→ **Task description**: A single number is expected: the count of lines in the entries below that contain "RouterResult".

Top of Available data

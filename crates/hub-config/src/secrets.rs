//! Secrets referenced with `!secret key`
//!
//! Broker credentials normally live here rather than in configuration.yaml.

use crate::error::{ConfigError, ConfigResult};
use std::collections::HashMap;
use std::fs;
use std::path::Path;
use tracing::debug;

/// Key/value pairs loaded from `secrets.yaml` in the config directory
#[derive(Debug, Clone, Default)]
pub struct Secrets {
    values: HashMap<String, String>,
}

impl Secrets {
    /// Load `secrets.yaml`; a missing file yields an empty store
    pub fn load(config_dir: &Path) -> ConfigResult<Self> {
        let path = config_dir.join("secrets.yaml");
        if !path.exists() {
            debug!(path = %path.display(), "No secrets.yaml found");
            return Ok(Self::default());
        }

        let content = fs::read_to_string(&path).map_err(|e| ConfigError::Io {
            path: path.clone(),
            source: e,
        })?;
        let raw: HashMap<String, serde_yaml::Value> =
            serde_yaml::from_str(&content).map_err(|e| ConfigError::Yaml {
                path: path.clone(),
                source: e,
            })?;

        let values: HashMap<String, String> = raw
            .into_iter()
            .map(|(key, value)| {
                let text = match value {
                    serde_yaml::Value::String(s) => s,
                    serde_yaml::Value::Number(n) => n.to_string(),
                    serde_yaml::Value::Bool(b) => b.to_string(),
                    serde_yaml::Value::Null => String::new(),
                    other => serde_yaml::to_string(&other)
                        .unwrap_or_default()
                        .trim()
                        .to_string(),
                };
                (key, text)
            })
            .collect();

        debug!("Loaded {} secrets", values.len());
        Ok(Self { values })
    }

    pub fn get(&self, key: &str) -> ConfigResult<&str> {
        self.values
            .get(key)
            .map(String::as_str)
            .ok_or_else(|| ConfigError::SecretNotFound {
                key: key.to_string(),
            })
    }

    pub fn len(&self) -> usize {
        self.values.len()
    }

    pub fn is_empty(&self) -> bool {
        self.values.is_empty()
    }
}
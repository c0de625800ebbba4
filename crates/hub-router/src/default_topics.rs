//! Built-in handlers for heartbeat, self-registration and lost devices
//!
//! These run on every routed message before the rules. They answer
//! heartbeats, store what devices announce about themselves and bring
//! microcontrollers that lost their namespace back into ours.

use std::sync::Arc;

use chrono::Utc;
use hub_core::topics::{
    ALIVE, ALIVE_ACK, DEFAULT_PROJECT, REGISTER_KNOWN_TOPIC, REGISTER_MICROCONTROLLER,
    SAVE_MICROCONTROLLER_CONFIG,
};
use hub_core::{KnownMicrocontroller, OutboundMessage, TopicEntry};
use hub_event_bus::Publisher;
use hub_registries::{KnownTopicStore, MicrocontrollerStore};
use serde::de::DeserializeOwned;
use tracing::{debug, info, instrument};

use crate::error::{RouterError, RouterResult};
use crate::registration::{AliveMessage, KnownTopicPayload, MicrocontrollerPayload};

/// Handlers for the reserved topics
pub struct DefaultTopicHandlers {
    namespace: String,
    broker_host: Option<String>,
    known_topics: Arc<dyn KnownTopicStore>,
    microcontrollers: Arc<dyn MicrocontrollerStore>,
    publisher: Arc<dyn Publisher>,
}

impl DefaultTopicHandlers {
    pub fn new(
        namespace: impl Into<String>,
        known_topics: Arc<dyn KnownTopicStore>,
        microcontrollers: Arc<dyn MicrocontrollerStore>,
        publisher: Arc<dyn Publisher>,
    ) -> Self {
        Self {
            namespace: namespace.into(),
            broker_host: None,
            known_topics,
            microcontrollers,
            publisher,
        }
    }

    /// Broker address handed to microcontrollers that get recreated
    pub fn with_broker_host(mut self, broker_host: impl Into<String>) -> Self {
        self.broker_host = Some(broker_host.into());
        self
    }

    /// Run the handler matching the entry's topic, if any
    ///
    /// Empty payloads are never handled.
    pub async fn handle(&self, entry: &TopicEntry) -> RouterResult<()> {
        if entry.payload.is_empty() {
            return Ok(());
        }

        if entry.topic.to_lowercase().ends_with(ALIVE) {
            self.acknowledge_alive(entry).await
        } else if is_reserved(&entry.topic, REGISTER_KNOWN_TOPIC) {
            self.register_known_topic(entry).await
        } else if is_reserved(&entry.topic, REGISTER_MICROCONTROLLER) {
            self.register_microcontroller(entry).await
        } else {
            Ok(())
        }
    }

    async fn acknowledge_alive(&self, entry: &TopicEntry) -> RouterResult<()> {
        let ack_topic = format!("{}_ack", entry.full_qualified_topic());
        self.publisher
            .publish(OutboundMessage::new(ack_topic, Utc::now().to_rfc3339()))
            .await?;

        // Plain heartbeats carry no device description
        let Ok(alive) = serde_json::from_str::<AliveMessage>(&entry.payload) else {
            return Ok(());
        };
        let mc = alive.microcontroller;
        let project = if mc.project_name.is_empty() {
            entry.project_name.as_str()
        } else {
            mc.project_name.as_str()
        };
        let topic = format!(
            "{}/{}/{}/{}/{}",
            entry.namespace_name, project, mc.board_type, mc.mac_address, ALIVE_ACK
        );
        debug!(mac = %mc.mac_address, "Acknowledging microcontroller heartbeat");
        self.publisher.publish(OutboundMessage::new(topic, "ok")).await?;
        Ok(())
    }

    #[instrument(skip(self, entry), fields(topic = %entry.topic))]
    async fn register_known_topic(&self, entry: &TopicEntry) -> RouterResult<()> {
        let payload: KnownTopicPayload = parse(entry, &entry.payload)?;
        let mut known = payload.into_known_topic();

        if known.namespace_name.is_empty() {
            known.namespace_name = entry.namespace_name.clone();
        }
        if known.project_name.is_empty() {
            known.project_name = entry.project_name.clone();
        }
        known.topic = strip_topic_prefix(&known.topic, &known.namespace_name, &known.project_name);

        info!(known_topic = %known.topic, project = %known.project_name, "Registering known topic");
        self.known_topics.save(&known).await?;
        Ok(())
    }

    #[instrument(skip(self, entry), fields(topic = %entry.topic))]
    async fn register_microcontroller(&self, entry: &TopicEntry) -> RouterResult<()> {
        let payload: MicrocontrollerPayload = parse(entry, &entry.payload)?;
        let (mut mc, topics) = payload.into_parts();

        if mc.namespace_name.is_empty() {
            mc.namespace_name = entry.namespace_name.clone();
        }
        if mc.project_name.is_empty() {
            mc.project_name = entry.project_name.clone();
        }
        mc.boot_date_time = Some(Utc::now());

        let mut registered = Vec::with_capacity(topics.len());
        for mut known in topics {
            known.namespace_name = mc.namespace_name.clone();
            known.project_name = mc.project_name.clone();
            known.topic = strip_topic_prefix(&known.topic, &mc.namespace_name, &mc.project_name);
            known.allow_edit = Some(false);
            known.allow_delete = Some(false);
            known.sender = Some(mc.mac_address.clone());

            let existing = self
                .known_topics
                .get_by_name(Some(&known.project_name), &known.topic)
                .await?;
            if existing.is_some() {
                debug!(known_topic = %known.topic, "Known topic already registered");
            } else {
                self.known_topics.save(&known).await?;
            }
            registered.push(known);
        }
        mc.known_topics = registered;

        info!(
            mac = %mc.mac_address,
            board = %mc.board_type,
            topics = mc.known_topics.len(),
            "Registering microcontroller"
        );
        self.microcontrollers.save(&mc).await?;
        Ok(())
    }

    /// Bring a microcontroller that reports on `i_am_lost` into our namespace
    ///
    /// Returns whether a configuration was pushed back to the device.
    #[instrument(skip(self, payload))]
    pub async fn handle_i_am_lost(&self, payload: &str) -> RouterResult<bool> {
        let incoming: MicrocontrollerPayload =
            serde_json::from_str(payload).map_err(|e| RouterError::InvalidPayload {
                topic: hub_core::topics::I_AM_LOST.to_string(),
                reason: e.to_string(),
            })?;
        if incoming.mac_address.is_empty() {
            return Err(RouterError::InvalidPayload {
                topic: hub_core::topics::I_AM_LOST.to_string(),
                reason: "MAC address is missing".to_string(),
            });
        }

        let incoming_project = if incoming.project_name.is_empty() {
            DEFAULT_PROJECT
        } else {
            incoming.project_name.as_str()
        };

        let mut stored = match self.microcontrollers.get_by_mac(&incoming.mac_address).await? {
            Some(mc) => mc,
            None => {
                let mut mc = KnownMicrocontroller::new(incoming.mac_address.clone());
                mc.namespace_name = self.namespace.clone();
                mc.project_name = incoming_project.to_string();
                mc.ip_address = incoming.ip_address.clone();
                mc.board_type = incoming.board_type.clone();
                mc.firmware_version = incoming.firmware_version.clone();
                mc.ip_mqtt_broker = self.broker_host.clone();
                info!(mac = %mc.mac_address, "Creating lost microcontroller");
                self.microcontrollers.save(&mc).await?;
                mc
            }
        };

        if stored.project_name == incoming_project && incoming.namespace_name == self.namespace {
            debug!(mac = %stored.mac_address, "Microcontroller configuration is current");
            return Ok(false);
        }

        stored.namespace_name = self.namespace.clone();
        self.microcontrollers.save(&stored).await?;

        let config = serde_json::to_string(&MicrocontrollerPayload::from(&stored)).map_err(|e| {
            RouterError::InvalidPayload {
                topic: SAVE_MICROCONTROLLER_CONFIG.to_string(),
                reason: e.to_string(),
            }
        })?;
        let topic = format!("{}/{}", stored.mac_address, SAVE_MICROCONTROLLER_CONFIG);
        info!(mac = %stored.mac_address, project = %stored.project_name, "Pushing configuration to lost microcontroller");
        self.publisher.publish(OutboundMessage::new(topic, config)).await?;
        Ok(true)
    }
}

fn parse<T: DeserializeOwned>(entry: &TopicEntry, payload: &str) -> RouterResult<T> {
    serde_json::from_str(payload).map_err(|e| RouterError::InvalidPayload {
        topic: entry.full_qualified_topic(),
        reason: e.to_string(),
    })
}

/// `name` itself or a topic whose last segment is `name`
fn is_reserved(topic: &str, name: &str) -> bool {
    topic == name
        || topic
            .strip_suffix(name)
            .is_some_and(|rest| rest.ends_with('/'))
}

/// Remove a leading `namespace/project/` from a topic
pub fn strip_topic_prefix(topic: &str, namespace: &str, project: &str) -> String {
    let prefix = format!("{}/{}/", namespace, project);
    topic.strip_prefix(&prefix).unwrap_or(topic).to_string()
}

#[cfg(test)]
mod tests {
    use super::*;

    #[test]
    fn test_strip_topic_prefix() {
        assert_eq!(strip_topic_prefix("iotzoo/garden/pump", "iotzoo", "garden"), "pump");
        assert_eq!(strip_topic_prefix("esp32/AA/led/0", "iotzoo", "garden"), "esp32/AA/led/0");
    }

    #[test]
    fn test_is_reserved() {
        assert!(is_reserved("register_known_topic", REGISTER_KNOWN_TOPIC));
        assert!(is_reserved("esp32/AA/register_known_topic", REGISTER_KNOWN_TOPIC));
        assert!(!is_reserved("esp32/AA/unregister_known_topic", REGISTER_KNOWN_TOPIC));
    }
}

Bottom of Available data

→ **Task answer**: 7